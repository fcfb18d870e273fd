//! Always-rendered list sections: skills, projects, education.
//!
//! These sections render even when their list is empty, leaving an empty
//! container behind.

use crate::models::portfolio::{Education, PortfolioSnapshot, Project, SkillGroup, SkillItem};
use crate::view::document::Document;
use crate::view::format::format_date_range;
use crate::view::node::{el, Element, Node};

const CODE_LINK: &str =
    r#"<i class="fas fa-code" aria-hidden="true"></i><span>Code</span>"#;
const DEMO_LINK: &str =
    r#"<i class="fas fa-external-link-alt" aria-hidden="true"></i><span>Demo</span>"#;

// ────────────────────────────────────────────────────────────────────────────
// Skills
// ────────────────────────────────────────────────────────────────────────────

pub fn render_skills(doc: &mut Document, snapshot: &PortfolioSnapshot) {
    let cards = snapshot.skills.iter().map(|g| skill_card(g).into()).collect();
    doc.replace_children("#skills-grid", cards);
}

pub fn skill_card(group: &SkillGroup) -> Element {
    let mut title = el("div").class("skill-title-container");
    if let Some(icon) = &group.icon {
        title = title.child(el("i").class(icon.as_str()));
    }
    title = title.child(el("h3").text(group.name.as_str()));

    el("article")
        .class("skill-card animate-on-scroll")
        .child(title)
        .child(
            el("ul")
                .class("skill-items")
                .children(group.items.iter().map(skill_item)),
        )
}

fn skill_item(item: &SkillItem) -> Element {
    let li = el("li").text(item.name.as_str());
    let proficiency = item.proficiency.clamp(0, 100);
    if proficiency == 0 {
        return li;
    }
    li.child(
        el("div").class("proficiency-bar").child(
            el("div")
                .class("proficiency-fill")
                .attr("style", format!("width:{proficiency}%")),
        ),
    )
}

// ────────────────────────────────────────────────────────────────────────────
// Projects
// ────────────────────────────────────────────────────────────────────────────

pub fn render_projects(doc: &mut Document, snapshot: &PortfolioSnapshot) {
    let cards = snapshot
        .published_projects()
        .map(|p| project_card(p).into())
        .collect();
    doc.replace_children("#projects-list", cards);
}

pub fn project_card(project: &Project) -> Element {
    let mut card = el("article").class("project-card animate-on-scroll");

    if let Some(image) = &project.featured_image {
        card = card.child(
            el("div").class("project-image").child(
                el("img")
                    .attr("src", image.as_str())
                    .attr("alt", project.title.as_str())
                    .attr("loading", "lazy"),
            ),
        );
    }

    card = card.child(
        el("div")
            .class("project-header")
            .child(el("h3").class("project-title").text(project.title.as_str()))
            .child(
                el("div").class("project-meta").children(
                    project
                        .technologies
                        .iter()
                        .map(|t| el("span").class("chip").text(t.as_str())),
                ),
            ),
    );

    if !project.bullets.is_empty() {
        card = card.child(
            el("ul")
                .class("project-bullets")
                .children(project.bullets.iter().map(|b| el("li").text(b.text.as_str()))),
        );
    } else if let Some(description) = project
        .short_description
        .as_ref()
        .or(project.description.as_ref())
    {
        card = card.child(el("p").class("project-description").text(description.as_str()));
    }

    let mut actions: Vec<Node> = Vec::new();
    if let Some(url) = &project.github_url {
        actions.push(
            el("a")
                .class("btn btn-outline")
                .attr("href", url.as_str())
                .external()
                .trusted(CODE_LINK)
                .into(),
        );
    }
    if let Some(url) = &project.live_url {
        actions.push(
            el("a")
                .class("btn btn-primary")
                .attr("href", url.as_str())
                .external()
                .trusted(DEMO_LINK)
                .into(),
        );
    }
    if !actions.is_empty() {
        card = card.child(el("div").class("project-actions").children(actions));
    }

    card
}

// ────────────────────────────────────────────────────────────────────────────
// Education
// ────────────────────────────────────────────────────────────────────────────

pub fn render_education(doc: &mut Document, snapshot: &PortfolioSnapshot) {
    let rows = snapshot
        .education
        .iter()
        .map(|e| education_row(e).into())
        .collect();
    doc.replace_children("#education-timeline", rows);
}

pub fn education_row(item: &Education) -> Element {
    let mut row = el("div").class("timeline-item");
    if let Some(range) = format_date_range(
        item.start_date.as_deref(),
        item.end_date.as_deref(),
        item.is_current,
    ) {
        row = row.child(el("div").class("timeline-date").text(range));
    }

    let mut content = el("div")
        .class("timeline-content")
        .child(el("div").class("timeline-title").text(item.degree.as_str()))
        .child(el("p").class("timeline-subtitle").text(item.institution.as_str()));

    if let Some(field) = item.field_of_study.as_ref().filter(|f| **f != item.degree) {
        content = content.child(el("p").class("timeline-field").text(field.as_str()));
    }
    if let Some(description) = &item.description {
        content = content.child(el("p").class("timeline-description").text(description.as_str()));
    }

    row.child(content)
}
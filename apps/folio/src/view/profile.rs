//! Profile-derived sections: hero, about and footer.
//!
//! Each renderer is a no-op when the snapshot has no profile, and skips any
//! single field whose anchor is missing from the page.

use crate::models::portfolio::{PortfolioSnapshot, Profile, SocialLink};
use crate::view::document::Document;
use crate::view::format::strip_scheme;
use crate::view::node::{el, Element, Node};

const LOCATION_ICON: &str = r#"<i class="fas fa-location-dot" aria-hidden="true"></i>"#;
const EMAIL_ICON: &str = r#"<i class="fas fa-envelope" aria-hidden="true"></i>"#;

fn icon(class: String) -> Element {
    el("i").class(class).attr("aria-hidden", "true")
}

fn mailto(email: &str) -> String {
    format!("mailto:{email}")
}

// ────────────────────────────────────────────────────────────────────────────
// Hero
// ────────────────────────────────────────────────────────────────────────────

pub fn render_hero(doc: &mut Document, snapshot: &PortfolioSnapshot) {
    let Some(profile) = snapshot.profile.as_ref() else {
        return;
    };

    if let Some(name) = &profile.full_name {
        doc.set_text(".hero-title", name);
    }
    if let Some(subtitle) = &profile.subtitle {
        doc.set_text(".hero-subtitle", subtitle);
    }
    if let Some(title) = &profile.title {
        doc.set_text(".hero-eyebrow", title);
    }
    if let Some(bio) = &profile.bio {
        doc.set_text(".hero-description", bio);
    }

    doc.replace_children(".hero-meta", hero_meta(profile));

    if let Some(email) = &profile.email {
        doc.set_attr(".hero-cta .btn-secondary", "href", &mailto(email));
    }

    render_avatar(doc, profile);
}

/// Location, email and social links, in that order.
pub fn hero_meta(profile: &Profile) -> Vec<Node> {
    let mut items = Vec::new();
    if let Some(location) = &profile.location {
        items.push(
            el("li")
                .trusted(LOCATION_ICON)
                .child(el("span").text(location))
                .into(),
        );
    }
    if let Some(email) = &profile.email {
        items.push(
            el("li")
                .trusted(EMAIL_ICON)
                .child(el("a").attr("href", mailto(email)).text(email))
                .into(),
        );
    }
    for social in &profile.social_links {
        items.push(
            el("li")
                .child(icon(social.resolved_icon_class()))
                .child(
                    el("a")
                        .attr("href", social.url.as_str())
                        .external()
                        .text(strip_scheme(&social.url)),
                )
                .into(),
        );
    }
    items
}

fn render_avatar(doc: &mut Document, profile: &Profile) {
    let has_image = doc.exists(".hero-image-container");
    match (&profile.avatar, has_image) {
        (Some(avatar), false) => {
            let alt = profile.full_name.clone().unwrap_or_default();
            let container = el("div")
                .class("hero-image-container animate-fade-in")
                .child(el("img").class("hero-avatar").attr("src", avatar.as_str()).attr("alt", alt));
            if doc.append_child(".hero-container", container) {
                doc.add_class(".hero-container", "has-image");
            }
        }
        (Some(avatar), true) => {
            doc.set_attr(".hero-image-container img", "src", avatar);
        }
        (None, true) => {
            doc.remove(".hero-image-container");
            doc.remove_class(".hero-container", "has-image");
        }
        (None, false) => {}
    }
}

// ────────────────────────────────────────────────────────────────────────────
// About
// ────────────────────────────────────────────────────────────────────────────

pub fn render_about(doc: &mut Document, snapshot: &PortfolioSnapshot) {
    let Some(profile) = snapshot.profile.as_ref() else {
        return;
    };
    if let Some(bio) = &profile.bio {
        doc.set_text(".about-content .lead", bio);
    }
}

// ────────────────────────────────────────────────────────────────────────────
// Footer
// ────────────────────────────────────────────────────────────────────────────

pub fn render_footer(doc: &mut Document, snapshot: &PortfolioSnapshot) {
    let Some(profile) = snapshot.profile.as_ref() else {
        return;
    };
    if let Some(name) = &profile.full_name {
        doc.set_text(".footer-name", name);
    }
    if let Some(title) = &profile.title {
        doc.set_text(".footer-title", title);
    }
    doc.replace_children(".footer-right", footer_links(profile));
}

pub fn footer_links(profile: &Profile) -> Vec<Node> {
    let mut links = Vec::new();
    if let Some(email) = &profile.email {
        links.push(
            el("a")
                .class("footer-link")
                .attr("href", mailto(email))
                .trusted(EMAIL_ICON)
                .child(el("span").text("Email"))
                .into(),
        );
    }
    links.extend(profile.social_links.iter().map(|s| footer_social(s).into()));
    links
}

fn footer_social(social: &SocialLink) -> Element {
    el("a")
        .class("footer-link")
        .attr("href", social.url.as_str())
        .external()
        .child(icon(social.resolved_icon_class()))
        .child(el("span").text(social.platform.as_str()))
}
* * *
**Problem details**
If a line above holds "when", count it; say how many such lines there are and nothing else.

**Worked solution**
2